(Entries taken from a collection)

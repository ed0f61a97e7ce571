/// One sampled frame: RGBA pixels plus its position in extraction order.
///
/// `index` is the sampler's 0-based extraction index, not the raw video
/// frame number.
#[derive(Debug, Clone)]
pub struct Frame {
    pub index: u64,
    pub width: u32,
    pub height: u32,
    pub data: Vec<u8>, // RGBA
}

impl Frame {
    pub fn new(index: u64, width: u32, height: u32, data: Vec<u8>) -> Self {
        Self {
            index,
            width,
            height,
            data,
        }
    }

    pub fn pixel_count(&self) -> usize {
        (self.width * self.height) as usize
    }

    pub fn to_rgb(&self) -> Vec<u8> {
        let mut rgb = Vec::with_capacity(self.pixel_count() * 3);
        for chunk in self.data.chunks_exact(4) {
            rgb.push(chunk[0]);
            rgb.push(chunk[1]);
            rgb.push(chunk[2]);
        }
        rgb
    }

    /// Resample to the classifier's input size.
    pub fn resize_to(&self, target_width: u32, target_height: u32) -> Frame {
        let img = image::RgbaImage::from_raw(self.width, self.height, self.data.clone())
            .expect("Invalid frame data");
        let resized = image::imageops::resize(
            &img,
            target_width,
            target_height,
            image::imageops::FilterType::Triangle,
        );

        Frame {
            index: self.index,
            width: target_width,
            height: target_height,
            data: resized.into_raw(),
        }
    }
}

#[cfg(test)]
mod tests {
    use super::*;

    #[test]
    fn test_frame_creation() {
        let data = vec![255u8; 100 * 100 * 4];
        let frame = Frame::new(30, 100, 100, data);

        assert_eq!(frame.index, 30);
        assert_eq!(frame.width, 100);
        assert_eq!(frame.height, 100);
        assert_eq!(frame.pixel_count(), 10000);
    }

    #[test]
    fn test_frame_resize() {
        let data = vec![255u8; 100 * 100 * 4];
        let frame = Frame::new(0, 100, 100, data);
        let resized = frame.resize_to(224, 224);

        assert_eq!(resized.width, 224);
        assert_eq!(resized.height, 224);
        assert_eq!(resized.index, 0);
        assert_eq!(resized.data.len(), 224 * 224 * 4);
    }

    #[test]
    fn test_to_rgb_drops_alpha() {
        let frame = Frame::new(0, 2, 1, vec![1, 2, 3, 255, 4, 5, 6, 255]);
        assert_eq!(frame.to_rgb(), vec![1, 2, 3, 4, 5, 6]);
    }
}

PROBLEM DETAILS: From the first line to the last, return the records unchanged.

RESULT:
repository ed0f61a97e7ce571
/// One sampled frame: RGBA pixels plus its position in extraction order.
///
/// `index` is the sampler's 0-based extraction index, not the raw video
/// frame number.
#[derive(Debug, Clone)]
pub struct Frame {
    pub index: u64,
    pub width: u32,
    pub height: u32,
    pub data: Vec<u8>, // RGBA
}

impl Frame {
    pub fn new(index: u64, width: u32, height: u32, data: Vec<u8>) -> Self {
        Self {
            index,
            width,
            height,
            data,
        }
    }

    pub fn pixel_count(&self) -> usize {
        (self.width * self.height) as usize
    }

    pub fn to_rgb(&self) -> Vec<u8> {
        let mut rgb = Vec::with_capacity(self.pixel_count() * 3);
        for chunk in self.data.chunks_exact(4) {
            rgb.push(chunk[0]);
            rgb.push(chunk[1]);
            rgb.push(chunk[2]);
        }
        rgb
    }

    /// Resample to the classifier's input size.
    pub fn resize_to(&self, target_width: u32, target_height: u32) -> Frame {
        let img = image::RgbaImage::from_raw(self.width, self.height, self.data.clone())
            .expect("Invalid frame data");
        let resized = image::imageops::resize(
            &img,
            target_width,
            target_height,
            image::imageops::FilterType::Triangle,
        );

        Frame {
            index: self.index,
            width: target_width,
            height: target_height,
            data: resized.into_raw(),
        }
    }
}

#[cfg(test)]
mod tests {
    use super::*;

    #[test]
    fn test_frame_creation() {
        let data = vec![255u8; 100 * 100 * 4];
        let frame = Frame::new(30, 100, 100, data);

        assert_eq!(frame.index, 30);
        assert_eq!(frame.width, 100);
        assert_eq!(frame.height, 100);
        assert_eq!(frame.pixel_count(), 10000);
    }

    #[test]
    fn test_frame_resize() {
        let data = vec![255u8; 100 * 100 * 4];
        let frame = Frame::new(0, 100, 100, data);
        let resized = frame.resize_to(224, 224);

        assert_eq!(resized.width, 224);
        assert_eq!(resized.height, 224);
        assert_eq!(resized.index, 0);
        assert_eq!(resized.data.len(), 224 * 224 * 4);
    }

    #[test]
    fn test_to_rgb_drops_alpha() {
        let frame = Frame::new(0, 2, 1, vec![1, 2, 3, 255, 4, 5, 6, 255]);
        assert_eq!(frame.to_rgb(), vec![1, 2, 3, 4, 5, 6]);
    }
}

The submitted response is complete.